**WORK ITEM**
Where a line of the material includes the string "ScannerRegistry", copy that line.

**DATA LISTING**
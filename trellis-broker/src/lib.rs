//! Exchange-agnostic traits the session orchestrator is built against.
//!
//! Every external collaborator named by the runtime (market calendar, open
//! positions, historical data, symbol screening, live feed) sits behind one
//! of these traits so connectors can be swapped without touching the
//! pipeline.

use std::collections::HashMap;

use async_trait::async_trait;
use chrono::{DateTime, NaiveDate, NaiveTime, Utc};
use serde::{Deserialize, Serialize};
use thiserror::Error;

use trellis_core::{Bar, MarketEvent, Price, Quantity, Symbol};

/// Convenience alias for broker results.
pub type BrokerResult<T> = Result<T, BrokerError>;

/// Common error type returned by collaborator implementations.
#[derive(Debug, Error)]
pub enum BrokerError {
    /// Represents transport-level failures (network, timeouts, etc.).
    #[error("transport error: {0}")]
    Transport(String),
    /// Returned when authentication fails or credentials are missing.
    #[error("authentication failed: {0}")]
    Authentication(String),
    /// Returned when the request parameters are invalid for the target venue.
    #[error("invalid request: {0}")]
    InvalidRequest(String),
    /// Wraps serialization or parsing errors.
    #[error("serialization error: {0}")]
    Serialization(String),
    /// Venue responded with a business error.
    #[error("venue error: {0}")]
    Venue(String),
    /// A catch-all branch for other issues.
    #[error("unexpected error: {0}")]
    Other(String),
}

/// One trading day's schedule as reported by the market calendar.
#[derive(Clone, Copy, Debug, Deserialize, PartialEq, Serialize)]
pub struct CalendarDay {
    pub date: NaiveDate,
    pub open: NaiveTime,
    pub close: NaiveTime,
}

/// Market-calendar collaborator: resolves the next trading date at or after
/// a given date, with that day's open/close time-of-day.
#[async_trait]
pub trait MarketCalendar: Send + Sync {
    async fn next_session(&self, from: NaiveDate) -> BrokerResult<Option<CalendarDay>>;
}

/// An open position held at the broker.
#[derive(Clone, Debug, Deserialize, Serialize)]
pub struct OpenPosition {
    pub symbol: Symbol,
    pub quantity: Quantity,
    pub avg_entry_price: Option<Price>,
}

/// Open-positions collaborator.
#[async_trait]
pub trait PositionClient: Send + Sync {
    async fn list_positions(&self) -> BrokerResult<Vec<OpenPosition>>;
}

/// Historical data collaborator: bulk-fetches recent minute bars for a set
/// of symbols. Symbols with no retrievable history are simply absent from
/// the returned map.
#[async_trait]
pub trait HistoricalData: Send + Sync {
    async fn minute_bars(
        &self,
        symbols: &[Symbol],
        lookback: usize,
    ) -> BrokerResult<HashMap<Symbol, Vec<Bar>>>;
}

/// Daily activity snapshot used by scanners to screen candidates.
#[derive(Clone, Debug, Deserialize, Serialize)]
pub struct SymbolSnapshot {
    pub symbol: Symbol,
    pub last_price: Price,
    pub day_volume: Quantity,
    pub prev_day_dollar_volume: Price,
    pub today_change_percent: Price,
}

/// Screening collaborator queried by scanner implementations.
#[async_trait]
pub trait MarketScreen: Send + Sync {
    /// The most active symbols today, in descending activity order.
    async fn most_active(&self, max: usize) -> BrokerResult<Vec<SymbolSnapshot>>;
}

/// Live feed subscription: the producer pulls events in FIFO order until the
/// feed ends (`Ok(None)`) or the session is torn down.
#[async_trait]
pub trait MarketStream: Send {
    /// Human-friendly name of the connector used for logging purposes.
    fn name(&self) -> &str;

    /// Fetch the next market-data event in FIFO order.
    async fn next_event(&mut self) -> BrokerResult<Option<MarketEvent>>;
}

impl std::fmt::Debug for dyn MarketStream {
    fn fmt(&self, f: &mut std::fmt::Formatter<'_>) -> std::fmt::Result {
        f.debug_struct("MarketStream")
            .field("name", &self.name())
            .finish()
    }
}

/// Builds a live stream subscribed to the session's final symbol universe.
#[async_trait]
pub trait FeedConnector: Send + Sync {
    async fn connect(&self, symbols: &[Symbol]) -> BrokerResult<Box<dyn MarketStream>>;
}

/// Resolve a calendar day's open/close times onto concrete UTC instants for
/// the session date.
#[must_use]
pub fn session_bounds(day: &CalendarDay) -> (DateTime<Utc>, DateTime<Utc>) {
    (
        day.date.and_time(day.open).and_utc(),
        day.date.and_time(day.close).and_utc(),
    )
}
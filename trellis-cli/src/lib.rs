pub mod app;
pub mod telemetry;
//! Command implementations wired to the simulated collaborators.

use std::net::SocketAddr;
use std::sync::Arc;

use anyhow::{Context, Result};
use tracing::{info, warn};

use trellis_config::AppConfig;
use trellis_core::{ShardPlan, Symbol};
use trellis_scanners::ScannerRegistry;
use trellis_session::{SessionOutcome, SessionRunner, ShutdownSignal};
use trellis_sim::{SimCalendar, SimFeedConnector, SimMarketData, SimPositions, TapeConsumerFactory};

use crate::telemetry::{spawn_metrics_server, SessionMetrics};

/// Symbols the simulated venue knows about.
const SIM_WATCHLIST: &[&str] = &[
    "AAPL", "TSLA", "MSFT", "NVDA", "AMD", "GME", "AMC", "PLTR", "SOFI", "RIVN",
];

fn sim_runner(seed: u64) -> SessionRunner {
    let watchlist: Vec<Symbol> = SIM_WATCHLIST.iter().map(|s| s.to_string()).collect();
    let market_data = Arc::new(SimMarketData::new(watchlist, seed));
    SessionRunner::new(
        Arc::new(SimCalendar),
        Arc::new(SimPositions::new(&["XOM"])),
        market_data.clone(),
        market_data,
        Arc::new(SimFeedConnector {
            seed,
            ..SimFeedConnector::default()
        }),
        ScannerRegistry::with_builtins(),
        Arc::new(TapeConsumerFactory),
    )
}

/// Run one full session against the simulated venue.
pub async fn run_trade(config: &AppConfig, seed: u64) -> Result<()> {
    let metrics = SessionMetrics::new();
    let metrics_addr: SocketAddr = config
        .metrics_addr
        .parse()
        .with_context(|| format!("invalid metrics address {}", config.metrics_addr))?;
    let server = spawn_metrics_server(metrics.registry(), metrics_addr);

    let runner = sim_runner(seed);
    let shutdown = ShutdownSignal::hooked_to_ctrl_c();
    let outcome = runner.run(config, shutdown).await?;
    match outcome {
        SessionOutcome::NotToday => println!("No trading session today."),
        SessionOutcome::MarketClosed => println!("Market already closed for today."),
        SessionOutcome::Interrupted => println!("Interrupted before the market opened."),
        SessionOutcome::EmptyUniverse => {
            warn!("scanners produced no tradable symbols");
            println!("Nothing to trade: empty universe.");
        }
        SessionOutcome::Completed(report) => {
            metrics.record_report(&report);
            println!(
                "Session complete: shards={}, routed={}, consumed={}, dropped={}, consumer_failures={}",
                report.shard_count,
                report.events_routed,
                report.events_consumed,
                report.events_dropped,
                report.consumer_failures
            );
        }
    }
    server.abort();
    Ok(())
}

/// Run the configured scanners once and print the discovered universe.
pub async fn run_scan(config: &AppConfig, seed: u64) -> Result<()> {
    config.validate()?;
    let runner = sim_runner(seed);
    let universe = runner.discover_universe(config).await?;
    info!(symbols = universe.len(), "scan complete");
    for symbol in &universe {
        println!("{symbol}");
    }
    Ok(())
}

/// Show how today's universe would be partitioned across consumers.
pub async fn run_shards(config: &AppConfig, seed: u64) -> Result<()> {
    config.validate()?;
    let runner = sim_runner(seed);
    let universe = runner.discover_universe(config).await?;
    let plan = ShardPlan::build(&universe, config.session.consumer_ratio)?;
    println!(
        "{} symbols across {} shards (ratio {})",
        universe.len(),
        plan.shard_count(),
        plan.ratio()
    );
    for (index, shard) in plan.shards().iter().enumerate() {
        println!("shard {index}: {}", shard.join(" "));
    }
    Ok(())
}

**EXPECTED OUTPUT**
use trellis_scanners::ScannerRegistry;
        ScannerRegistry::with_builtins(),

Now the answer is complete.